Jade Wilson (1977 – 14 May 1998) was a New Zealand female squash player representing the national team mainly in the junior level competitions. Jade Wilson is still remembered as one of the greatest ever junior squash players to have emerged from New Zealand and to have represented the country at junior level along with Stuart Davenport, Susan Devoy and Glen Wilson. She won the 1995 World Junior Squash Championships individual event in Sydney, which was her highest career performance. With this triumph, she also became the first ever New Zealander to win a Junior Squash Championship singles title. On 14 May 1998, she committed suicide in Perth after becoming an international professional player.

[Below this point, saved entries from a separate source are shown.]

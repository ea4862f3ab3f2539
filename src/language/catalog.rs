//! Default language catalog.
//!
//! Catalog order is presentation order in language menus. Compiler module
//! URLs are resolved relative to the host's module base; built-in compilers
//! (markdown, canonical passthroughs) carry no URL.

use rustc_hash::FxHashMap;

use super::spec::{EditorId, LanguageSpec};
use crate::compiler::{Compiler, Contribution, ScriptType};
use crate::language::Language;

/// Default specs, in menu order.
pub(super) fn specs() -> Vec<LanguageSpec> {
    vec![
        // -- markup --------------------------------------------------------
        LanguageSpec::new("html", "HTML", EditorId::Markup).extensions(&["htm", "xhtml"]),
        LanguageSpec::new("markdown", "MD", EditorId::Markup)
            .long_title("Markdown")
            .extensions(&["md", "mdown", "mkdn"])
            .parser("markdown"),
        LanguageSpec::new("mdx", "MDX", EditorId::Markup)
            .long_title("MDX (Markdown for JSX)")
            .parser("markdown"),
        LanguageSpec::new("pug", "Pug", EditorId::Markup)
            .extensions(&["jade"])
            .parser("pug"),
        LanguageSpec::new("asciidoc", "ADoc", EditorId::Markup)
            .long_title("AsciiDoc")
            .extensions(&["adoc", "asc"]),
        LanguageSpec::new("handlebars", "HBS", EditorId::Markup)
            .long_title("Handlebars")
            .extensions(&["hbs"])
            .editor_language("html"),
        LanguageSpec::new("ejs", "EJS", EditorId::Markup).editor_language("html"),
        LanguageSpec::new("liquid", "Liquid", EditorId::Markup)
            .extensions(&["liquidjs"])
            .editor_language("html"),
        LanguageSpec::new("nunjucks", "NJK", EditorId::Markup)
            .long_title("Nunjucks")
            .extensions(&["njk"])
            .editor_language("html"),
        // -- style ---------------------------------------------------------
        LanguageSpec::new("css", "CSS", EditorId::Style).parser("css"),
        LanguageSpec::new("scss", "SCSS", EditorId::Style).parser("scss"),
        LanguageSpec::new("sass", "Sass", EditorId::Style).editor_language("scss"),
        LanguageSpec::new("less", "Less", EditorId::Style).parser("less"),
        LanguageSpec::new("stylus", "Stylus", EditorId::Style).extensions(&["styl"]),
        // -- script --------------------------------------------------------
        LanguageSpec::new("javascript", "JS", EditorId::Script)
            .long_title("JavaScript")
            .extensions(&["js", "mjs"])
            .parser("babel"),
        LanguageSpec::new("typescript", "TS", EditorId::Script)
            .long_title("TypeScript")
            .extensions(&["ts"])
            .parser("babel-ts"),
        LanguageSpec::new("jsx", "JSX", EditorId::Script)
            .parser("babel")
            .editor_language("javascript"),
        LanguageSpec::new("tsx", "TSX", EditorId::Script)
            .parser("babel-ts")
            .editor_language("typescript"),
        LanguageSpec::new("coffeescript", "Coffee", EditorId::Script)
            .long_title("CoffeeScript")
            .extensions(&["coffee"]),
        LanguageSpec::new("livescript", "LS", EditorId::Script)
            .long_title("LiveScript")
            .extensions(&["ls"]),
        LanguageSpec::new("json", "JSON", EditorId::Script),
        LanguageSpec::new("vue", "Vue", EditorId::Script)
            .long_title("Vue 3 SFC")
            .extensions(&["vue3"])
            .editor_language("html"),
        LanguageSpec::new("svelte", "Svelte", EditorId::Script).editor_language("html"),
        LanguageSpec::new("python", "Py", EditorId::Script)
            .long_title("Python")
            .extensions(&["py"]),
        LanguageSpec::new("ruby", "Ruby", EditorId::Script).extensions(&["rb"]),
        LanguageSpec::new("php", "PHP", EditorId::Script),
    ]
}

/// Default compiler contracts, keyed by canonical id.
///
/// Languages absent from this table (html, css) are served raw.
pub(super) fn compilers() -> FxHashMap<Language, Compiler> {
    let mut map = FxHashMap::default();
    let mut add = |id: &str, compiler: Compiler| {
        map.insert(Language::from(id), compiler);
    };

    // -- markup ------------------------------------------------------------
    add("markdown", Compiler::default());
    add(
        "mdx",
        Compiler {
            compiled_code_language: Some(Language::from("jsx")),
            url: Some("compilers/mdx.js".into()),
            ..Compiler::default()
        },
    );
    add("pug", Compiler::with_url("compilers/pug.js"));
    add("asciidoc", Compiler::with_url("compilers/asciidoctor.js"));
    add(
        "handlebars",
        Compiler {
            url: Some("compilers/handlebars.js".into()),
            scripts: Contribution::urls(&["vendor/handlebars/handlebars.runtime.min.js"]),
            ..Compiler::default()
        },
    );
    add("ejs", Compiler::with_url("compilers/ejs.js"));
    add(
        "liquid",
        Compiler {
            url: Some("compilers/liquid.js".into()),
            script_type: Some(ScriptType::Mime("text/liquid".into())),
            scripts: Contribution::urls(&["vendor/liquidjs/liquid.browser.umd.js"]),
            defer_scripts: true,
            ..Compiler::default()
        },
    );
    add("nunjucks", Compiler::with_url("compilers/nunjucks.js"));

    // -- style -------------------------------------------------------------
    add("scss", Compiler::with_url("compilers/sass.js"));
    // Indented syntax compiles through the same module as SCSS
    add("sass", Compiler::alias_of("scss"));
    add("less", Compiler::with_url("compilers/less.js"));
    add("stylus", Compiler::with_url("compilers/stylus.js"));

    // -- script ------------------------------------------------------------
    add("typescript", Compiler::with_url("compilers/typescript.js"));
    add("jsx", Compiler::with_url("compilers/babel.js"));
    add("tsx", Compiler::alias_of("typescript"));
    add("coffeescript", Compiler::with_url("compilers/coffeescript.js"));
    add("livescript", Compiler::with_url("compilers/livescript.js"));
    add(
        "json",
        Compiler {
            script_type: Some(ScriptType::Mime("application/json".into())),
            ..Compiler::default()
        },
    );
    add(
        "vue",
        Compiler {
            dependencies: vec![Language::from("typescript")],
            url: Some("compilers/vue-sfc.js".into()),
            script_type: Some(ScriptType::Module),
            ..Compiler::default()
        },
    );
    add(
        "svelte",
        Compiler {
            url: Some("compilers/svelte.js".into()),
            script_type: Some(ScriptType::Module),
            ..Compiler::default()
        },
    );
    add(
        "python",
        Compiler {
            url: Some("compilers/python.js".into()),
            script_type: Some(ScriptType::Mime("text/python".into())),
            scripts: Contribution::urls(&["vendor/brython/brython.min.js"]),
            defer_scripts: true,
            inline_script: Some("brython({ debug: 0 });".into()),
            ..Compiler::default()
        },
    );
    add(
        "ruby",
        Compiler {
            url: Some("compilers/ruby.js".into()),
            script_type: Some(ScriptType::Mime("text/ruby".into())),
            scripts: Contribution::urls(&["vendor/opal/opal.min.js"]),
            defer_scripts: true,
            ..Compiler::default()
        },
    );
    add(
        "php",
        Compiler {
            url: Some("compilers/php.js".into()),
            script_type: Some(ScriptType::Mime("text/x-uniter-php".into())),
            scripts: Contribution::urls(&["vendor/uniter/uniter.js"]),
            defer_scripts: true,
            ..Compiler::default()
        },
    );

    // -- style processors (module-loaded, not selectable languages) --------
    add(
        "tailwindcss",
        Compiler::with_url("processors/tailwindcss.js"),
    );

    map
}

In 2013, Squash New Zealand recognised the Wilson's achievements and inducted her into the New Zealand Squash Hall of Fame, 15 years after her death.

Early life 
Wilson was born in 1977 and was raised in Wellington. She attended Wellington Girls' College. 

She started playing squash at the Tawa Club and was coached by Tony Naughton, who was her first coach. She also played squash in Mana Club and was coached by Rob Walker. She also hired Palmerston North based coach Barrie Matthews who later inspired her to win the Junior world title in 1995.

Career 
Wilson emerged at the international level for the first time at the age of 16, during the 1993 World Junior Squash Championships reaching semi-finals in the individual category and was part of the New Zealand squad which became runners-up to Australia at the team event. 

At the 1995 World Junior Squash Championships, she made history by winning the women's individual title in Sydney defeating favourite Australia's Rachel Grinham in the finals to secure her maiden title. After winning the 1995 Junior World title, she became the first and only player from New Zealand to become a Junior Squash World Champion. Despite her achievement, New Zealand failed to reach the final in the women's team event and had a third-place finish at the 1995 World Junior Squash Championships. She was named the Manawatu sportsperson of the year in 1995 for her memorable achievement of winning the 1995 Junior World title.

Besides the World Junior title, Wilson also emerged victorious at the 1995 British Junior Open Squash in the U19 category. 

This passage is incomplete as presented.